In sunny intervals, the surface warmed. Outgassed water vapor cooled and condensed; droplets of liquid water formed and trickled down to fill the lowlands and the impact basins. Icebergs continued to fall from the sky, vaporizing on arrival. Torrents of extraterrestrial rain helped form the primeval seas.

Organic molecules are composed of carbon and other atoms. All life on Earth is made from organic molecules. Clearly they had somehow to be synthesized before the origin of life in order for life to arise. Like water, organic molecules came both from down here and from up there. The early atmosphere was energized by ultraviolet light and the wind from the Sun, the flash and crackle of lightning and thunder, auroral electrons, intense early radioactivity, and the shock waves of objects plummeting groundward. When, in the laboratory, such energy sources are introduced into presumptive atmospheres of the primitive Earth, many of the organic building blocks of life are generated, and with astonishing ease.

Life began near the end of the heavy bombardment. This is probably no coincidence The cratered surfaces of the Moon, Mars, and Mercury offer eloquent testimony to how massive and world-altering that battering was. Since the worldlets that have survived to our time—the comets and the asteroids—have sizeable proportions of organic matter, it readily follows that similar worldlets, also rich in organic matter but in much vaster numbers, fell on the Earth 4 billion years ago and may have contributed to the origin of life.

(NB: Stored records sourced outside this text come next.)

//! Git plumbing for committing an intake.
//!
//! Shells out to the `git` binary in the knowledge-base root. Only the files
//! an intake touched are staged and committed; anything else sitting in the
//! index or the work tree is left alone.

use anyhow::{bail, Context, Result};
use std::path::{Path, PathBuf};
use std::process::Command;
use tracing::debug;

use crate::error::IntakeError;

/// Fail with [`IntakeError::NotAGitRepo`] unless `root` is inside a git work tree.
pub fn ensure_work_tree(root: &Path) -> Result<()> {
    if is_work_tree(root) {
        Ok(())
    } else {
        Err(IntakeError::NotAGitRepo(root.to_path_buf()).into())
    }
}

pub fn is_work_tree(root: &Path) -> bool {
    Command::new("git")
        .args(["rev-parse", "--is-inside-work-tree"])
        .current_dir(root)
        .output()
        .map(|o| o.status.success() && String::from_utf8_lossy(&o.stdout).trim() == "true")
        .unwrap_or(false)
}

/// Stage exactly `paths` and commit them with `message`.
///
/// The commit is limited to `paths` (`--only`), so changes the user already
/// staged elsewhere stay staged and out of the commit. Returns `false` when
/// none of `paths` differ from HEAD, in which case no commit is created.
pub fn commit_paths(root: &Path, paths: &[PathBuf], message: &str) -> Result<bool> {
    let rel: Vec<PathBuf> = paths.iter().map(|p| relative_to(root, p)).collect();

    let mut add = Command::new("git");
    add.args(["add", "--"]).args(&rel).current_dir(root);
    run(add, "git add")?;

    // `git diff --cached --quiet` exits 1 when something is staged.
    let staged = Command::new("git")
        .args(["diff", "--cached", "--quiet", "--"])
        .args(&rel)
        .current_dir(root)
        .status()
        .with_context(|| "Failed to execute 'git diff'")?;
    if staged.success() {
        debug!("nothing staged; skipping commit");
        return Ok(false);
    }

    let mut commit = Command::new("git");
    commit
        .args(["commit", "-q", "-m", message, "--only", "--"])
        .args(&rel)
        .current_dir(root);
    run(commit, "git commit")?;
    Ok(true)
}

fn run(mut cmd: Command, what: &str) -> Result<()> {
    let output = cmd
        .output()
        .with_context(|| format!("Failed to execute '{}'. Is git installed?", what))?;

    if !output.status.success() {
        let stderr = String::from_utf8_lossy(&output.stderr);
        let stdout = String::from_utf8_lossy(&output.stdout);
        let detail = if stderr.trim().is_empty() {
            stdout.trim().to_string()
        } else {
            stderr.trim().to_string()
        };
        bail!("{} failed: {}", what, detail);
    }
    Ok(())
}

fn relative_to(root: &Path, path: &Path) -> PathBuf {
    path.strip_prefix(root).unwrap_or(path).to_path_buf()
}

/// Subject of the last commit in `root`.
pub fn last_commit_subject(root: &Path) -> Option<String> {
    let output = Command::new("git")
        .args(["log", "-1", "--format=%s"])
        .current_dir(root)
        .output()
        .ok()?;

    if !output.status.success() {
        return None;
    }

    let subject = String::from_utf8_lossy(&output.stdout).trim().to_string();
    if subject.is_empty() {
        None
    } else {
        Some(subject)
    }
}

#[cfg(test)]
mod tests {
    use super::*;
    use tempfile::TempDir;

    fn git(dir: &Path, args: &[&str]) -> bool {
        Command::new("git")
            .args(args)
            .current_dir(dir)
            .output()
            .map(|o| o.status.success())
            .unwrap_or(false)
    }

    fn init_repo() -> Option<TempDir> {
        let tmp = TempDir::new().unwrap();
        if !git(tmp.path(), &["init", "-q"]) {
            // git not available in this environment
            return None;
        }
        git(tmp.path(), &["config", "user.email", "qed@example.com"]);
        git(tmp.path(), &["config", "user.name", "QED"]);
        git(tmp.path(), &["config", "commit.gpgsign", "false"]);
        Some(tmp)
    }

    #[test]
    fn test_plain_dir_is_not_work_tree() {
        let tmp = TempDir::new().unwrap();
        let err = ensure_work_tree(tmp.path()).unwrap_err();
        assert!(matches!(
            err.downcast_ref::<IntakeError>(),
            Some(IntakeError::NotAGitRepo(_))
        ));
    }

    #[test]
    fn test_commit_only_given_paths() {
        let Some(repo) = init_repo() else { return };
        let root = repo.path();
        std::fs::write(root.join("a.md"), "a\n").unwrap();
        std::fs::write(root.join("unrelated.md"), "u\n").unwrap();

        let committed = commit_paths(root, &[root.join("a.md")], "Add a").unwrap();
        assert!(committed);
        assert_eq!(last_commit_subject(root).as_deref(), Some("Add a"));

        // unrelated.md stays untracked
        let out = Command::new("git")
            .args(["status", "--porcelain"])
            .current_dir(root)
            .output()
            .unwrap();
        assert!(String::from_utf8_lossy(&out.stdout).contains("?? unrelated.md"));

        // Nothing changed: no second commit
        let committed = commit_paths(root, &[root.join("a.md")], "Again").unwrap();
        assert!(!committed);
        assert_eq!(last_commit_subject(root).as_deref(), Some("Add a"));
    }

    fn committed_files(root: &Path) -> Vec<String> {
        let out = Command::new("git")
            .args(["show", "--name-only", "--format=", "HEAD"])
            .current_dir(root)
            .output()
            .unwrap();
        String::from_utf8_lossy(&out.stdout)
            .lines()
            .filter(|l| !l.trim().is_empty())
            .map(str::to_string)
            .collect()
    }

    #[test]
    fn test_commit_leaves_prestaged_files_alone() {
        let Some(repo) = init_repo() else { return };
        let root = repo.path();
        std::fs::write(root.join("seed.md"), "seed\n").unwrap();
        assert!(git(root, &["add", "seed.md"]));
        assert!(git(root, &["commit", "-q", "-m", "seed"]));

        std::fs::write(root.join("unrelated.md"), "u\n").unwrap();
        assert!(git(root, &["add", "unrelated.md"]));
        std::fs::write(root.join("a.md"), "a\n").unwrap();

        let committed = commit_paths(root, &[root.join("a.md")], "Add a").unwrap();
        assert!(committed);
        assert_eq!(committed_files(root), vec!["a.md".to_string()]);

        // still staged, waiting for the user's own commit
        let out = Command::new("git")
            .args(["status", "--porcelain"])
            .current_dir(root)
            .output()
            .unwrap();
        assert!(String::from_utf8_lossy(&out.stdout).contains("A  unrelated.md"));
    }

    #[test]
    fn test_commit_on_fresh_repo_with_prestaged_file() {
        let Some(repo) = init_repo() else { return };
        let root = repo.path();
        std::fs::write(root.join("unrelated.md"), "u\n").unwrap();
        assert!(git(root, &["add", "unrelated.md"]));
        std::fs::write(root.join("a.md"), "a\n").unwrap();

        assert!(commit_paths(root, &[root.join("a.md")], "Add a").unwrap());
        assert_eq!(committed_files(root), vec!["a.md".to_string()]);
    }
}
use std::path::PathBuf;

use thiserror::Error;

/// Domain failures of the intake pipeline.
///
/// Plumbing errors (I/O, config parsing) stay `anyhow::Error`; these are
/// the conditions callers and tests match on.
#[derive(Debug, Error)]
pub enum IntakeError {
    #[error("URL must not be empty")]
    EmptyUrl,

    #[error("content extraction failed: got {chars} characters, need at least {min}. Preview: {preview}")]
    ContentTooShort {
        chars: usize,
        min: usize,
        preview: String,
    },

    #[error("{} already holds an analysis of {existing_url} (use --force to overwrite)", .path.display())]
    SlugCollision { path: PathBuf, existing_url: String },

    #[error("reader API returned {status}: {body}")]
    Reader { status: u16, body: String },

    #[error("{} is not a git work tree (use --no-commit to skip committing)", .0.display())]
    NotAGitRepo(PathBuf),
}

Some of these bodies, and their fragments, burned up entirely as they plunged into the early atmosphere. Others survived unscathed, their cargoes of organic molecules safely delivered to the Earth. Small organic particles drifted down from interplanetary space like a fine sooty snow. We do not know just how much organic matter was delivered to and how much was generated on the early Earth, the ratio of imports to domestic manufactures. But the primitive Earth seems to have been heavily dosed with the stuff of life4—including amino acids (the building blocks of proteins), and nucleotide bases and sugars (the building blocks of the nucleic acids).